I scowled at him. “What?!” he asked, again. “Why are you so mad? If it’s such a big deal I’ll make you a cake. Like I said, we’ll end up throwing a lot of cake out that we don’t eat, but fine. I’ll make you one!” “No,” I lied, “I don’t want one now. So never mind, just forget it.” He argued back “No! I’ll make one. I’ll make you a cake.” Again, I said, enunciating each and every syllable as clearly as I could “I . Don’t.  Want.  One!” “Don’t you understand? It’s not about the cake. I don’t need a cake. Like you said, we have cake. It’s the principle of the thing! You don’t “like” my favorite pizza enough to eat it on my birthday, but if someone invited us to dinner and that’s what they were serving, you’d eat it there. I’ve seen you do it! You claim I don’t need a birthday cake because we have left over graduation cake we can eat. I suppose,” I continued, “if you bought me any presents, you aren’t going to bother to wrap them because I’ll just tear off the wrapping paper and it will get thrown out, which would be a waste of your time and a waste of paper too, right?” I went upstairs contemplating ways to mess with his birthday. Burn the food, maybe. Take a trip out of town for work…

Sunday dawned and I heard Deep Blue Something’s song, Breakfast at Tiffany’s, on the radio. For the longest time I thought the song was about a guy and a girl who ate breakfast at Tiffany’s. You know, the jewelry store? The one where the jewelry comes nestled in a little blue box tied with a white ribbon? I might mention here as well, that it’s one of my favorite stores. You know, just in the off chance that you want to send me a belated birthday gift… But anyway, even with the line “I think I remember the film”,  I still considered it must be a song about a film about a guy and girl who ate their breakfast there. I pondered the song a fair deal when it was first released. How could they eat inside the jewelry store? They don’t serve food there. I don’t believe you’re even allowed to bring food in there. Maybe, I thought, this guy and girl, maybe they work at the jewelry store and they share a coffee and danish each morning before they open the doors! That’s why they can do it. They aren’t customers carrying their breakfast into the store, they work there! They eat it in a back room, or an office, or something, where nobody can see them.

Eventually, my doubts grew, and I got around to reading the book. In case you didn’t know, Truman Capote wrote it, and it’s not about eating danish or donuts in the jewelry store at all. It’s about Holly Golightly, a young socialite prostitute, living in NYC. Tiffany’s is where finds solace, and a feeling of serenity to calm her anxieties and fears (maybe she wasn’t actually looking at the price tags?). A short time after the book was published, the movie version came out, starring Audrey Hepburn as Holly Golightly. In the opening sequence she’s looking into a Tiffany’s display window. A scene which reminds me of myself, the way I’m often paging through the store’s catalog. I circle things I’d like to have, if I had the money, and I leave the open catalogs out in strategic places for my husband to find. Little “Blue Box Hints” I think of them.  Hints which, if he pays attention, will provide him with an on-going list of things he could buy me to celebrate the various occasions in life, such as my birthday.

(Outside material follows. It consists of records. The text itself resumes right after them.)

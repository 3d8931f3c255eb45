//! Squirrel-style feed updater.
//!
//! The feed answers `204 No Content` when the running version is current and
//! `200` with `{"url": "<package>"}` when a newer package exists. The package
//! is streamed through the download queue so the dock badge and progress
//! indicator show it like any other download.

use std::path::{Path, PathBuf};
use std::sync::{Arc, Mutex};

use reqwest::StatusCode;
use serde::Deserialize;
use url::Url;

use super::coordinator::{TransitionSender, Updater};
use super::state::UpdateTransition;
use crate::download::{DownloadQueue, FileOpener, SystemOpener, fetch_to};
use crate::error::UpdateError;

const FALLBACK_PACKAGE_NAME: &str = "pgadmin4-update.zip";

#[derive(Debug, Deserialize)]
struct FeedResponse {
    url: String,
}

/// What the feed said.
#[derive(Debug, Clone, PartialEq, Eq)]
pub enum FeedAnswer {
    UpToDate,
    Available(Url),
}

#[derive(Clone)]
pub struct SquirrelUpdater {
    client: reqwest::Client,
    queue: Arc<DownloadQueue>,
    download_dir: PathBuf,
    downloaded: Arc<Mutex<Option<PathBuf>>>,
    opener: Arc<dyn FileOpener>,
}

impl SquirrelUpdater {
    pub fn new(queue: Arc<DownloadQueue>, download_dir: impl Into<PathBuf>) -> Self {
        Self {
            client: reqwest::Client::new(),
            queue,
            download_dir: download_dir.into(),
            downloaded: Arc::new(Mutex::new(None)),
            opener: Arc::new(SystemOpener),
        }
    }

    pub fn with_opener(mut self, opener: Arc<dyn FileOpener>) -> Self {
        self.opener = opener;
        self
    }

    /// Package fetched by the last successful check.
    pub fn downloaded_package(&self) -> Option<PathBuf> {
        self.downloaded
            .lock()
            .unwrap_or_else(|e| e.into_inner())
            .clone()
    }

    /// Query the feed once.
    pub async fn query(&self, feed: &Url) -> Result<FeedAnswer, UpdateError> {
        let response = self.client.get(feed.clone()).send().await?;
        match response.status() {
            StatusCode::NO_CONTENT => Ok(FeedAnswer::UpToDate),
            StatusCode::OK => {
                let body: FeedResponse = response.json().await?;
                Ok(FeedAnswer::Available(Url::parse(&body.url)?))
            }
            other => Err(UpdateError::Status(other.as_u16())),
        }
    }

    /// Run one full check, reporting each step on `events`.
    pub async fn check(&self, feed: Url, events: &TransitionSender) -> Result<(), UpdateError> {
        let report = |t: UpdateTransition| {
            if events.send(t).is_err() {
                log::debug!("Update coordinator gone, dropping {t}");
            }
        };

        match self.query(&feed).await? {
            FeedAnswer::UpToDate => {
                log::info!("No update available");
                report(UpdateTransition::UpdateNotAvailable);
            }
            FeedAnswer::Available(package) => {
                log::info!("Update available at {package}");
                report(UpdateTransition::UpdateAvailable);

                let dest = self.download_dir.join(package_file_name(&package));
                fetch_to(&self.client, package.as_str(), &self.queue, &dest, false).await?;
                *self.downloaded.lock().unwrap_or_else(|e| e.into_inner()) = Some(dest);
                report(UpdateTransition::UpdateDownloaded);
            }
        }
        Ok(())
    }
}

impl Updater for SquirrelUpdater {
    fn start_check(&self, feed: Url, events: TransitionSender) -> Result<(), UpdateError> {
        let handle = tokio::runtime::Handle::try_current()
            .map_err(|e| UpdateError::Updater(format!("no async runtime for update check: {e}")))?;
        let updater = self.clone();
        handle.spawn(async move {
            if let Err(e) = updater.check(feed, &events).await {
                log::error!("Update check failed: {e:#}");
                let _ = events.send(UpdateTransition::ErrorClose);
            }
        });
        Ok(())
    }

    fn install(&self) -> Result<(), UpdateError> {
        let package = self
            .downloaded_package()
            .ok_or_else(|| UpdateError::Updater("no update package on disk".to_string()))?;
        log::info!("Opening update package {}", package.display());
        self.opener
            .open(&package)
            .map_err(|e| UpdateError::Updater(format!("failed to open {}: {e}", package.display())))
    }
}

fn package_file_name(package: &Url) -> PathBuf {
    package
        .path_segments()
        .and_then(|mut segments| segments.next_back())
        .filter(|name| !name.is_empty())
        .map(|name| Path::new(name).to_path_buf())
        .unwrap_or_else(|| PathBuf::from(FALLBACK_PACKAGE_NAME))
}
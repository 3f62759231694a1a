//! Build target identifiers.
//!
//! A [`Target`] names exactly one declared rule: the declaration file that
//! owns it, the slash-separated package path derived from that file's
//! directory, and the short rule name. The canonical string form is
//! `//<base-path>:<name>` (`//:<name>` for project-root declarations).

use std::fmt;
use std::path::{Path, PathBuf};

use thiserror::Error;

use crate::consts::DECL_FILE_NAME;

/// Identifier of a single declared rule.
///
/// Targets are immutable values: two targets parsed independently compare
/// equal when they name the same rule.
#[derive(Debug, Clone, PartialEq, Eq, Hash, PartialOrd, Ord)]
pub struct Target {
  build_file: PathBuf,
  base_path: String,
  name: String,
}

/// Errors from parsing a target string.
#[derive(Debug, Error, PartialEq, Eq)]
pub enum TargetParseError {
  /// The string starts with neither `//` nor `:`.
  #[error("target '{0}' must start with '//' (absolute) or ':' (package-relative)")]
  MissingPrefix(String),

  /// No `:` separating the base path from the rule name.
  #[error("target '{0}' is missing a ':<name>' part")]
  MissingName(String),

  /// The rule name after `:` is empty.
  #[error("target '{0}' has an empty rule name")]
  EmptyName(String),
}

impl Target {
  /// Create a target whose declaration file is derived from the base path
  /// (`<root>/<base-path>/RULES.lua`).
  pub fn new(project_root: &Path, base_path: impl Into<String>, name: impl Into<String>) -> Self {
    let base_path = base_path.into();
    let build_file = if base_path.is_empty() {
      project_root.join(DECL_FILE_NAME)
    } else {
      project_root.join(&base_path).join(DECL_FILE_NAME)
    };

    Self {
      build_file,
      base_path,
      name: name.into(),
    }
  }

  /// Create a target owned by a known declaration file.
  pub fn with_build_file(build_file: impl Into<PathBuf>, base_path: impl Into<String>, name: impl Into<String>) -> Self {
    Self {
      build_file: build_file.into(),
      base_path: base_path.into(),
      name: name.into(),
    }
  }

  /// Parse an absolute target string (`//base/path:name`).
  pub fn parse(spec: &str, project_root: &Path) -> Result<Self, TargetParseError> {
    let Some(rest) = spec.strip_prefix("//") else {
      return Err(TargetParseError::MissingPrefix(spec.to_string()));
    };
    let Some((base_path, name)) = rest.split_once(':') else {
      return Err(TargetParseError::MissingName(spec.to_string()));
    };
    if name.is_empty() {
      return Err(TargetParseError::EmptyName(spec.to_string()));
    }

    Ok(Self::new(project_root, base_path, name))
  }

  /// Parse a target string appearing inside a declaration: absolute
  /// (`//base/path:name`) or relative to the declaring package (`:name`).
  pub fn parse_with_base(spec: &str, project_root: &Path, base_path: &str) -> Result<Self, TargetParseError> {
    if let Some(name) = spec.strip_prefix(':') {
      if name.is_empty() {
        return Err(TargetParseError::EmptyName(spec.to_string()));
      }
      return Ok(Self::new(project_root, base_path, name));
    }

    Self::parse(spec, project_root)
  }

  /// The declaration file that owns this target.
  pub fn build_file(&self) -> &Path {
    &self.build_file
  }

  /// Slash-separated package path; empty for project-root declarations.
  pub fn base_path(&self) -> &str {
    &self.base_path
  }

  /// Short rule name.
  pub fn name(&self) -> &str {
    &self.name
  }
}

impl fmt::Display for Target {
  fn fmt(&self, f: &mut fmt::Formatter<'_>) -> fmt::Result {
    write!(f, "//{}:{}", self.base_path, self.name)
  }
}

#[cfg(test)]
mod tests {
  use super::*;

  fn root() -> PathBuf {
    PathBuf::from("/project")
  }

  #[test]
  fn parse_absolute() {
    let target = Target::parse("//lib/core:core", &root()).unwrap();
    assert_eq!(target.base_path(), "lib/core");
    assert_eq!(target.name(), "core");
    assert_eq!(target.build_file(), Path::new("/project/lib/core/RULES.lua"));
    assert_eq!(target.to_string(), "//lib/core:core");
  }

  #[test]
  fn parse_project_root_target() {
    let target = Target::parse("//:all", &root()).unwrap();
    assert_eq!(target.base_path(), "");
    assert_eq!(target.build_file(), Path::new("/project/RULES.lua"));
    assert_eq!(target.to_string(), "//:all");
  }

  #[test]
  fn parse_relative_uses_base_path() {
    let target = Target::parse_with_base(":util", &root(), "lib").unwrap();
    assert_eq!(target.to_string(), "//lib:util");
    assert_eq!(target.build_file(), Path::new("/project/lib/RULES.lua"));
  }

  #[test]
  fn parse_with_base_accepts_absolute() {
    let target = Target::parse_with_base("//app:main", &root(), "lib").unwrap();
    assert_eq!(target.to_string(), "//app:main");
  }

  #[test]
  fn parse_rejects_bad_specs() {
    assert_eq!(
      Target::parse("lib:core", &root()),
      Err(TargetParseError::MissingPrefix("lib:core".to_string()))
    );
    assert_eq!(
      Target::parse("//lib/core", &root()),
      Err(TargetParseError::MissingName("//lib/core".to_string()))
    );
    assert_eq!(
      Target::parse("//lib:", &root()),
      Err(TargetParseError::EmptyName("//lib:".to_string()))
    );
    assert_eq!(
      Target::parse_with_base(":", &root(), "lib"),
      Err(TargetParseError::EmptyName(":".to_string()))
    );
  }

  #[test]
  fn equal_regardless_of_parse_origin() {
    let parsed = Target::parse("//lib:core", &root()).unwrap();
    let constructed = Target::new(&root(), "lib", "core");
    assert_eq!(parsed, constructed);

    use std::collections::HashSet;
    let mut set = HashSet::new();
    set.insert(parsed);
    assert!(set.contains(&constructed));
  }
}
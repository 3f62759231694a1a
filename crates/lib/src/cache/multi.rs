//! Ordered composition of artifact cache backends.

use std::path::Path;

use tracing::debug;

use super::{ArtifactCache, CacheError, CacheKey};

/// Composes backends so that `fetch` succeeds if any backend holds the
/// artifact and `store` applies to all of them.
///
/// Backends are probed strictly in configured order; ordering them from
/// fastest to slowest makes the backfill a cache-warming step, since the
/// next fetch for the same key hits an earlier backend. "Probed before the
/// hit" is decided by position in the configured sequence, so an instance
/// appearing twice is probed and backfilled at each of its positions
/// independently; the list is never deduplicated.
pub struct MultiArtifactCache {
  caches: Vec<Box<dyn ArtifactCache>>,
}

impl MultiArtifactCache {
  pub fn new(caches: Vec<Box<dyn ArtifactCache>>) -> Self {
    Self { caches }
  }

  pub fn len(&self) -> usize {
    self.caches.len()
  }

  pub fn is_empty(&self) -> bool {
    self.caches.is_empty()
  }
}

impl ArtifactCache for MultiArtifactCache {
  /// Probe backends in order. On the first hit, write the artifact to
  /// `output`, then backfill every backend probed before the hit (in probe
  /// order) so later fetches terminate earlier. A miss everywhere returns
  /// false and modifies nothing.
  fn fetch(&self, key: &CacheKey, output: &Path) -> Result<bool, CacheError> {
    for (hit_index, cache) in self.caches.iter().enumerate() {
      if cache.fetch(key, output)? {
        debug!(key = %key, backend = hit_index, "artifact cache hit");
        for earlier in &self.caches[..hit_index] {
          earlier.store(key, output)?;
        }
        return Ok(true);
      }
    }

    debug!(key = %key, "artifact cache miss");
    Ok(false)
  }

  /// Store the artifact to every backend, in order, regardless of which of
  /// them already hold the key.
  fn store(&self, key: &CacheKey, artifact: &Path) -> Result<(), CacheError> {
    for cache in &self.caches {
      cache.store(key, artifact)?;
    }
    Ok(())
  }
}
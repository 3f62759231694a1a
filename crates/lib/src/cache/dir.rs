//! Directory-backed artifact cache.

use std::fs;
use std::path::{Path, PathBuf};

use tempfile::NamedTempFile;
use tracing::trace;

use super::{ArtifactCache, CacheError, CacheKey};

/// Stores one file per key under a root directory, fanned out by key prefix.
pub struct DirArtifactCache {
  root: PathBuf,
}

impl DirArtifactCache {
  pub fn new(root: impl Into<PathBuf>) -> Result<Self, CacheError> {
    let root = root.into();
    fs::create_dir_all(&root).map_err(|source| CacheError::Io {
      path: root.clone(),
      source,
    })?;
    Ok(Self { root })
  }

  pub fn root(&self) -> &Path {
    &self.root
  }

  fn entry_path(&self, key: &CacheKey) -> PathBuf {
    let key = key.as_str();
    // Two-character fan-out keeps directories small; short keys go flat.
    match key.char_indices().nth(2) {
      Some((split, _)) => self.root.join(&key[..split]).join(key),
      None => self.root.join(key),
    }
  }
}

impl ArtifactCache for DirArtifactCache {
  fn fetch(&self, key: &CacheKey, output: &Path) -> Result<bool, CacheError> {
    let entry = self.entry_path(key);
    if !entry.is_file() {
      return Ok(false);
    }

    fs::copy(&entry, output).map_err(|source| CacheError::Io {
      path: output.to_path_buf(),
      source,
    })?;
    trace!(key = %key, cache = %self.root.display(), "artifact cache hit");
    Ok(true)
  }

  fn store(&self, key: &CacheKey, artifact: &Path) -> Result<(), CacheError> {
    let entry = self.entry_path(key);
    if let Some(parent) = entry.parent() {
      fs::create_dir_all(parent).map_err(|source| CacheError::Io {
        path: parent.to_path_buf(),
        source,
      })?;
    }

    // Write-then-rename so readers never observe a partial artifact.
    let temp = NamedTempFile::new_in(&self.root).map_err(|source| CacheError::Io {
      path: self.root.clone(),
      source,
    })?;
    fs::copy(artifact, temp.path()).map_err(|source| CacheError::Io {
      path: artifact.to_path_buf(),
      source,
    })?;
    temp.persist(&entry).map_err(|err| CacheError::Io {
      path: entry.clone(),
      source: err.error,
    })?;

    trace!(key = %key, cache = %self.root.display(), "artifact stored");
    Ok(())
  }
}
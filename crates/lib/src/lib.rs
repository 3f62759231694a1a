//! quarry-lib: Core types and logic for Quarry
//!
//! This crate is the dependency-resolution core of the build tool:
//! - `target`/`rule`: identifiers and rule data shared by everything else
//! - `parser`: the incremental rule index and parse cache
//! - `resolve`: the cycle-checked traversal producing the dependency DAG
//! - `eval`: the Lua declaration-file evaluator behind the parser
//! - `cache`: layered artifact caching with fallback and backfill
//! - `watch`: filesystem change events consumed by the parser

pub mod cache;
pub mod consts;
pub mod eval;
pub mod parser;
pub mod resolve;
pub mod rule;
pub mod target;
pub mod tree;
pub mod watch;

In the end, even though I got the wrong sized pizza, I did manage to eat every last piece of it myself. I also got a cake! It was all chocolate and apology, covered in white frosting with yellow writing, and it came with a half- gallon of my favorite chocolate ice cream. And oh yeah, lest I forget, I got a present. A pair of silver earrings that came wrapped in a little blue box tied with a white ribbon.  I’m wearing them now.